The CD9 Neighborhood Resource Center is open Monday through Friday at the Historic Serra Library (4255 S. Olive St., Los Angeles 90037).
CRCD will aid youth and adults seeking employment, and assist local entrepreneurs, among other services. Contact CRCD for services at (323) 616-0813 or email email@example.com.
“CRCD is excited to provide services at the CD9 Neighborhood Resource Center,” said CRCD President and CEO Mark Wilson. “This space allows our organization to provide critical services to young people and families in the community. Some of the services we will provide here include employment training and placement, small business support and housing support services. We will be able to provide these services at this site for a very long time thanks to Councilmember Curren Price and his team.”
CHIRLA will offer community education, immigration consultation and legal services, including DACA renewal, Naturalization and removal proceedings, among other services. Call CHIRLA for a free consultation at (213) 201-3797 (by appointment only).
"We are very excited and honored to finally make this hub for services and information accessible to the diverse communities of South Los Angeles,” stated Angelica Salas, CHIRLA Executive Director. “The continued partnership between the office of Councilmember Curren Price, partner organizations and CHIRLA will ensure that those members of our community who have often been ignored or been left to fend on their own, are no longer alone. With the ribbon cutting of this community space, we are reminding community members that we are here for them."
About the Coalition for Responsible Community Development (CRCD):
CRCD’s overall approach is neighborhood-based community development. The nonprofit organization has a long-term commitment to improving the quality of life in South Los Angeles, focusing on youth in the community and assisting them with education, opportunities to pursue career pathways, and meeting basic needs such as adequate housing. CRCD also addresses longstanding neighborhood conditions in South Los Angeles – such as poverty, unemployment, public safety issues, and the lack of affordable housing. Since its founding in 2005 by concerned community members, CRCD has partnered in a combined investment of $125 million in South LA housing and real estate, including 370 units of permanent supportive and affordable housing, plus a community space for support services, youth programs, adult workforce development, reentry services, a drop-in center for homeless youth, and commercial space for social enterprise. CRCD connected more than 3,000 young people with diplomas, jobs, and housing. Learn more at www.coalitionrcd.org.

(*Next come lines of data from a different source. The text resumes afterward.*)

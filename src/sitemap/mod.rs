//! Sitemap generation (sitemap.xml)

use chrono::{DateTime, Utc};
use serde::Serialize;

use crate::config::Settings;
use crate::content::ContentRepository;
use crate::helpers::{article_path, date_xml, full_url_for};

/// How often a page is expected to change
#[derive(Debug, Clone, Copy, PartialEq, Eq, Serialize)]
#[serde(rename_all = "lowercase")]
pub enum ChangeFrequency {
    Weekly,
    Monthly,
}

impl ChangeFrequency {
    fn as_str(self) -> &'static str {
        match self {
            ChangeFrequency::Weekly => "weekly",
            ChangeFrequency::Monthly => "monthly",
        }
    }
}

/// One `<url>` of the sitemap
#[derive(Debug, Clone, PartialEq, Serialize)]
pub struct SitemapEntry {
    pub loc: String,
    pub last_modified: DateTime<Utc>,
    pub change_frequency: ChangeFrequency,
    pub priority: f32,
}

/// Static pages with their change frequency and priority
const STATIC_ROUTES: [(&str, ChangeFrequency, f32); 5] = [
    ("/", ChangeFrequency::Weekly, 1.0),
    ("/about", ChangeFrequency::Monthly, 0.8),
    ("/contact", ChangeFrequency::Monthly, 0.8),
    ("/gallery", ChangeFrequency::Weekly, 0.7),
    ("/news", ChangeFrequency::Weekly, 0.9),
];

/// Static pages first, then one entry per published article
pub fn build(settings: &Settings, repo: &ContentRepository, now: DateTime<Utc>) -> Vec<SitemapEntry> {
    let pages = STATIC_ROUTES
        .iter()
        .map(|&(path, change_frequency, priority)| SitemapEntry {
            loc: full_url_for(settings, path).trim_end_matches('/').to_string(),
            last_modified: now,
            change_frequency,
            priority,
        });

    let articles = repo
        .published_articles()
        .into_iter()
        .map(|article| SitemapEntry {
            loc: full_url_for(settings, &article_path(&article.slug)),
            last_modified: article.published_at,
            change_frequency: ChangeFrequency::Monthly,
            priority: 0.6,
        });

    pages.chain(articles).collect()
}

/// Render entries as a sitemaps.org document
pub fn render(entries: &[SitemapEntry]) -> String {
    let mut xml = String::new();
    xml.push_str(r#"<?xml version="1.0" encoding="UTF-8"?>"#);
    xml.push('\n');
    xml.push_str(r#"<urlset xmlns="http://www.sitemaps.org/schemas/sitemap/0.9">"#);
    xml.push('\n');

    for entry in entries {
        xml.push_str("  <url>\n");
        xml.push_str(&format!("    <loc>{}</loc>\n", escape_xml(&entry.loc)));
        xml.push_str(&format!(
            "    <lastmod>{}</lastmod>\n",
            date_xml(&entry.last_modified)
        ));
        xml.push_str(&format!(
            "    <changefreq>{}</changefreq>\n",
            entry.change_frequency.as_str()
        ));
        xml.push_str(&format!("    <priority>{:.1}</priority>\n", entry.priority));
        xml.push_str("  </url>\n");
    }

    xml.push_str("</urlset>\n");
    xml
}

fn escape_xml(s: &str) -> String {
    s.replace('&', "&amp;")
        .replace('<', "&lt;")
        .replace('>', "&gt;")
        .replace('"', "&quot;")
        .replace('\'', "&apos;")
}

About the Coalition for Humane Immigrant Rights (CHIRLA) :
The Coalition for Humane Immigrant Rights (CHIRLA) is a California leader with national impact made of diverse immigrant families and individuals who act as agents of social change to achieve a world with freedom of mobility, full human rights, and true participatory democracy. CHIRLA’s mission is to achieve a just society fully inclusive of immigrants. CHIRLA organizes and serves individuals, institutions and coalitions to build power, transform public opinion, and change policies to achieve full human, civil and labor rights. Guided by the power, love, and vision of our community, CHIRLA embraces and drives progressive social change. For 35 years, CHIRLA’s innovative programming in community education, community organizing, legal services, civic engagement, policy and advocacy, and leadership development for youth has served immigrant communities throughout California. CHIRLA was formed in response to the Immigration Reform and Control Act (IRCA) of 1986 which made hiring undocumented workers illegal, thus creating a situation ripe for worker exploitation and abuse that have increased since that time.